▶ Records supplied
//! Shared test helpers for route test modules.

#![allow(clippy::unwrap_used)]

use std::sync::Arc;

use axum::Router;
use axum::body::Body;
use axum::http::{Request, header};
use http_body_util::BodyExt;
use serde_json::Value;
use tower::ServiceExt;

use super::{AppState, build_router};
use crate::auth::JwtManager;
use crate::auth::password;
use crate::storage::{Database, Role};

pub const TEST_SECRET: &[u8] = b"test-secret";

/// Build a router over an in-memory database, returning the state alongside
/// it so tests can seed data directly.
pub async fn test_app() -> (Router, AppState) {
    let db = Database::open_in_memory().await.unwrap();
    let jwt = Arc::new(JwtManager::new(TEST_SECRET, 86400));
    let state = AppState { db, jwt };
    (build_router(state.clone()), state)
}

/// Send a JSON request and return (status, parsed body).
pub async fn send_json(
    app: &Router,
    method: &str,
    uri: &str,
    token: Option<&str>,
    body: Option<Value>,
) -> (u16, Value) {
    let mut builder = Request::builder().method(method).uri(uri);
    if let Some(token) = token {
        builder = builder.header(header::AUTHORIZATION, format!("Bearer {token}"));
    }
    let request = match body {
        Some(v) => builder
            .header(header::CONTENT_TYPE, "application/json")
            .body(Body::from(v.to_string()))
            .unwrap(),
        None => builder.body(Body::empty()).unwrap(),
    };

    let response = app.clone().oneshot(request).await.unwrap();
    let status = response.status().as_u16();
    let bytes = response.into_body().collect().await.unwrap().to_bytes();
    let value = if bytes.is_empty() {
        Value::Null
    } else {
        serde_json::from_slice(&bytes).unwrap_or(Value::Null)
    };
    (status, value)
}

/// Seed a user directly in the store and return a valid session token.
pub async fn seed_user(state: &AppState, username: &str, role: Role) -> String {
    let hash = password::hash_password("password123").unwrap();
    state
        .db
        .create_user(username, &hash, "Test", "User", role)
        .await
        .unwrap();
    state.jwt.issue(username, "Test", "User", role).unwrap()
}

▶ The task
Tally the lines of the listing that hold the string "builder", then reply with that number alone.

▶ Written solution
4